Report each line of the records below that holds the word "publish".

DATA FOR REVIEW Block Start

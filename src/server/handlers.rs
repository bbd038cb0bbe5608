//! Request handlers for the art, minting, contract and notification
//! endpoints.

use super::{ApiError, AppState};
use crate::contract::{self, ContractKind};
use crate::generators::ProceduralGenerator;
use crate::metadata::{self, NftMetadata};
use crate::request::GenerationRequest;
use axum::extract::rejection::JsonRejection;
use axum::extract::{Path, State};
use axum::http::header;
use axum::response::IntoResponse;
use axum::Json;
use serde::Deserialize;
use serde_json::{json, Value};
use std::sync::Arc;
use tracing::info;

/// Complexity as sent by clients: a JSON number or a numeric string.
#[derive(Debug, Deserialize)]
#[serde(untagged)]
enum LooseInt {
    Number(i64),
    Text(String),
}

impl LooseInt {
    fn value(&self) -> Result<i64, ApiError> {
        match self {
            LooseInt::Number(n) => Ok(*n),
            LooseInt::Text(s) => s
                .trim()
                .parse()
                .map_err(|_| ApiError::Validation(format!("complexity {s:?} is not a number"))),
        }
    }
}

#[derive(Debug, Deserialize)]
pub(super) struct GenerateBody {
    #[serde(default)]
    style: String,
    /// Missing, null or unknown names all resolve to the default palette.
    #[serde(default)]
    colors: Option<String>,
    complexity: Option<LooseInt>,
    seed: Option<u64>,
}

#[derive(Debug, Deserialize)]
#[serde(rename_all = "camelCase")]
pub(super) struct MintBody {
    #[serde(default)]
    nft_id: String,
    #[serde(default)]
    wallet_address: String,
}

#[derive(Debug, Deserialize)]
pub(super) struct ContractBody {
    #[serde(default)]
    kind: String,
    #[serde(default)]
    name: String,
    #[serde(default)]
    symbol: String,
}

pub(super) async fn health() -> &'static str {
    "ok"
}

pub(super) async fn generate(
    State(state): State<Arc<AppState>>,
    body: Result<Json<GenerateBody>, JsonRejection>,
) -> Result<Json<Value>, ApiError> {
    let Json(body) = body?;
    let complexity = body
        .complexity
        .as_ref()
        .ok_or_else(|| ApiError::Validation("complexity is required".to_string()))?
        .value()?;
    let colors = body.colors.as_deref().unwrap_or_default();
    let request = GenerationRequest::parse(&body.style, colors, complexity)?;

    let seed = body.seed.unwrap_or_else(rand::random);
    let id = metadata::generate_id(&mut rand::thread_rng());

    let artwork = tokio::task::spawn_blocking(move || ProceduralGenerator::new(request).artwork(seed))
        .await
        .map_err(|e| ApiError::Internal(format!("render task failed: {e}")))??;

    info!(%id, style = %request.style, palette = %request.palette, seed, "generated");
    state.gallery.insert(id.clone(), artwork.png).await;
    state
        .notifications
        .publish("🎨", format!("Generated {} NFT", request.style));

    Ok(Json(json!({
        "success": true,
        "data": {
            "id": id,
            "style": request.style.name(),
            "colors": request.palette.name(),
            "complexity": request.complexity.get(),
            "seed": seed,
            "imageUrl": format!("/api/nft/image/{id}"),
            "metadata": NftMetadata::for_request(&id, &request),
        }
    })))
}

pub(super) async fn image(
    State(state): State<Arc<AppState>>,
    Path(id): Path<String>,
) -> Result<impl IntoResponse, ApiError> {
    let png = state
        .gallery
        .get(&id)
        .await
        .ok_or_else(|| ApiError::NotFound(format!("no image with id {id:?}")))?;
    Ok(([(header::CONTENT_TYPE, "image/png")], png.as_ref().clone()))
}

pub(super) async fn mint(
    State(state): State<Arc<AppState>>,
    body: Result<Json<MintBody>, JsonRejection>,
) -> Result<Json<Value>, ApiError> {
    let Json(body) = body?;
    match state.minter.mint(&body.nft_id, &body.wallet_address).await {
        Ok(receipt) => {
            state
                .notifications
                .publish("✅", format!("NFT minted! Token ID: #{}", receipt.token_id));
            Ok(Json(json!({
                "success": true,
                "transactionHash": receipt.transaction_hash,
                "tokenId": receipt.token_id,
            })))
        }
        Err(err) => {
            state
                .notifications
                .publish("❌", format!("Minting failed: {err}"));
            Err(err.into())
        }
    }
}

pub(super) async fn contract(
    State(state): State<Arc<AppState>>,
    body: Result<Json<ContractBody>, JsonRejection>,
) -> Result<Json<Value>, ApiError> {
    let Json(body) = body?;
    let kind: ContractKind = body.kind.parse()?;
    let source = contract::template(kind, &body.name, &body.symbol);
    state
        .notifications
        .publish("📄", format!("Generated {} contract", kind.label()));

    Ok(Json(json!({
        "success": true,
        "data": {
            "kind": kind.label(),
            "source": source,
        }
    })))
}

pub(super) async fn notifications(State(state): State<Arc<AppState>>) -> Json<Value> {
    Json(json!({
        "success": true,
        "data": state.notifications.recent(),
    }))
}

DATA FOR REVIEW Block End

● RESPONSE TO THIS EXERCISE
        .publish("🎨", format!("Generated {} NFT", request.style));
                .publish("✅", format!("NFT minted! Token ID: #{}", receipt.token_id));
                .publish("❌", format!("Minting failed: {err}"));
        .publish("📄", format!("Generated {} contract", kind.label()));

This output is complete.